I am trying to create a java application that will interact with websites. For example my application may have to navigate to a certain website, extract the text on the page, compute results, fill up a form and submit. Can anyone tell me what is the best way to go about making such a system? Would i have to create teh components that speak http or https or do apis exist?
I came across HTMLunit api which is primarily used to test and java browsers like lobo and jrex that seem to have an api too. How do these compare?
The premier library for this is jWebUnit, IMO. No need to deal with HTTP or HTML on a low level, that's all been done before. Don't be put off that it's billed a "unit testing tool" - it works just fine as a general-purpose web access library.
Thanks for the replies. I will check them out and get back.
One more thing here, is anyone aware of a similar api that might support interactions with applets as well? The reason i ask is because a large number of sites i will need to perform these functions on might have the content as applets. I know extraction of any text from an applet is going to be tough, but is it even possible? what about interactions on the applet like button clicks?
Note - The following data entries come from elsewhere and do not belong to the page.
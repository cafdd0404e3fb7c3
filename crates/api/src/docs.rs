use utoipa::openapi::security::{Http, HttpAuthScheme, SecurityScheme};
use utoipa::{Modify, OpenApi};

#[derive(OpenApi)]
#[openapi(
    paths(
        crate::routes::health::health_check,
        crate::routes::health::service_health,
        crate::routes::catalog::list_products,
        crate::routes::catalog::get_product,
        crate::routes::catalog::list_categories,
        crate::routes::blog::list_posts,
        crate::routes::blog::get_post,
        crate::routes::forms::submit_appointment,
        crate::routes::forms::submit_refill,
        crate::routes::forms::submit_transfer,
        crate::routes::checkout::checkout,
        crate::routes::admin_auth::login,
        crate::routes::admin_auth::logout,
        crate::routes::admin_auth::current_session,
        crate::routes::admin_auth::csrf_token,
        crate::routes::admin_auth::login_attempts,
        crate::routes::dashboard::dashboard,
        crate::routes::customers::list_customers,
        crate::routes::customers::get_customer,
        crate::routes::customers::update_customer,
        crate::routes::customers::add_interaction,
        crate::routes::inventory::list_products,
        crate::routes::inventory::low_stock,
        crate::routes::inventory::create_product,
        crate::routes::inventory::list_categories,
        crate::routes::inventory::create_category,
        crate::routes::inventory::adjust_stock,
        crate::routes::inventory::list_movements,
        crate::routes::orders::list_orders,
        crate::routes::orders::get_order,
        crate::routes::orders::update_order_status,
        crate::routes::prescriptions::list_prescriptions,
        crate::routes::prescriptions::update_prescription_status,
        crate::routes::appointments::list_appointments,
        crate::routes::appointments::update_appointment_status,
        crate::routes::notifications::list_notifications,
        crate::routes::notifications::mark_read,
        crate::routes::notifications::mark_all_read,
        crate::routes::monitoring::metrics,
        crate::routes::monitoring::alerts,
        crate::routes::system::list_shards,
        crate::routes::system::resolve_shard,
        crate::routes::system::list_backups,
        crate::routes::system::create_backup
    ),
    components(
        schemas(
            crate::error::ErrorResponse,
            crate::routes::health::HealthResponse,
            crate::routes::catalog::ProductsResponse,
            crate::routes::catalog::CategoriesResponse,
            crate::routes::blog::PostsResponse,
            crate::routes::admin_auth::LoginRequest,
            crate::routes::admin_auth::SessionResponse,
            crate::routes::admin_auth::LoginAttemptsResponse,
            crate::routes::customers::CustomersResponse,
            crate::routes::inventory::InventoryResponse,
            crate::routes::inventory::MovementsResponse,
            crate::routes::orders::OrdersResponse,
            crate::routes::orders::UpdateOrderStatusRequest,
            crate::routes::prescriptions::PrescriptionsResponse,
            crate::routes::prescriptions::UpdatePrescriptionStatusRequest,
            crate::routes::appointments::AppointmentsResponse,
            crate::routes::appointments::UpdateAppointmentStatusRequest,
            crate::routes::notifications::NotificationsResponse,
            crate::routes::notifications::BulkUpdateResponse,
            crate::routes::monitoring::AlertsResponse,
            crate::routes::system::ShardsResponse,
            crate::routes::system::BackupsResponse,
            crate::services::validation::ContactForm,
            crate::services::forms::AppointmentForm,
            crate::services::forms::RefillForm,
            crate::services::forms::TransferForm,
            crate::services::forms::FormReceipt,
            crate::services::checkout::CheckoutRequest,
            crate::services::checkout::CheckoutResponse,
            crate::services::dashboard::DashboardSummary,
            crate::services::customers::CustomerDetail,
            pharmacy_auth::AdminSession,
            pharmacy_auth::CsrfToken,
            pharmacy_auth::LoginAttempt,
            pharmacy_database::Customer,
            pharmacy_database::CustomerStatus,
            pharmacy_database::CustomerListEntry,
            pharmacy_database::CustomerInteraction,
            pharmacy_database::InteractionType,
            pharmacy_database::NewInteraction,
            pharmacy_database::UpdateCustomerRequest,
            pharmacy_database::Product,
            pharmacy_database::NewProduct,
            pharmacy_database::Category,
            pharmacy_database::NewCategory,
            pharmacy_database::InventoryMovement,
            pharmacy_database::MovementType,
            pharmacy_database::StockAdjustment,
            pharmacy_database::StockAdjustmentOutcome,
            pharmacy_database::Order,
            pharmacy_database::OrderItem,
            pharmacy_database::OrderDetail,
            pharmacy_database::OrderLine,
            pharmacy_database::OrderStatus,
            pharmacy_database::Prescription,
            pharmacy_database::PrescriptionKind,
            pharmacy_database::PrescriptionStatus,
            pharmacy_database::Appointment,
            pharmacy_database::AppointmentStatus,
            pharmacy_database::Notification,
            pharmacy_database::NotificationKind,
            pharmacy_database::ShardHealth,
            pharmacy_database::ShardSelection,
            pharmacy_database::BackupRecord,
            pharmacy_integrations::WooProduct,
            pharmacy_integrations::WooCategory,
            pharmacy_integrations::woocommerce::WooCategoryRef,
            pharmacy_integrations::woocommerce::WooImage,
            pharmacy_integrations::BlogPost,
            pharmacy_monitoring::HealthReport,
            pharmacy_monitoring::SystemMetrics,
            pharmacy_monitoring::Alert,
            pharmacy_monitoring::Severity
        )
    ),
    tags(
        (name = "Health", description = "Liveness and dependency health"),
        (name = "Catalog", description = "Storefront products from WooCommerce"),
        (name = "Blog", description = "Posts from WordPress"),
        (name = "Forms", description = "Appointment, refill and transfer requests"),
        (name = "Checkout", description = "Orders and payment intents"),
        (name = "Admin Auth", description = "Admin sign-in, session and CSRF tokens"),
        (name = "Admin", description = "Admin dashboard"),
        (name = "Customers", description = "CRM"),
        (name = "Inventory", description = "Products, categories and stock movements"),
        (name = "Orders", description = "Order management"),
        (name = "Prescriptions", description = "Refill and transfer request handling"),
        (name = "Appointments", description = "Appointment scheduling"),
        (name = "Notifications", description = "Admin notifications"),
        (name = "Monitoring", description = "System metrics and alerts"),
        (name = "System", description = "Shards and backups")
    ),
    modifiers(&SecurityAddon)
)]
pub struct ApiDoc;

struct SecurityAddon;

impl Modify for SecurityAddon {
    fn modify(&self, openapi: &mut utoipa::openapi::OpenApi) {
        let components = openapi.components.get_or_insert_with(Default::default);
        let schemes = &mut components.security_schemes;

        let mut scheme = SecurityScheme::Http(Http::new(HttpAuthScheme::Bearer));
        if let SecurityScheme::Http(http) = &mut scheme {
            http.bearer_format = Some("JWT".to_string());
        }

        schemes.insert("bearerAuth".to_string(), scheme);
    }
}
That's tough. From within the same JVM, the java.awt.Robot class could be used to control a GUI to a certain extent, but from a different JVM that would be much harder. Going out on a limb, I'd say it's impossible to do in the general case where you don't know the applet beforehand. And even if the applet GUI is known, extracting text that was painted on the screen amounts to OCR; I foresee numerous hard problems that way.
Joined: Jan 06, 2010
hmm.. ok here is another idea, ideally all data being displayed by the applet too is coming in through a socket connection made by the browser right. So if i made the browser (or used an api that is a mock browser) I would have access to the data flowing in and out of the applet. And if that is the case, this data would follow a definite pattern and can be extracted, unless the data is encrypted.
Is this even possible and has someone attempted this?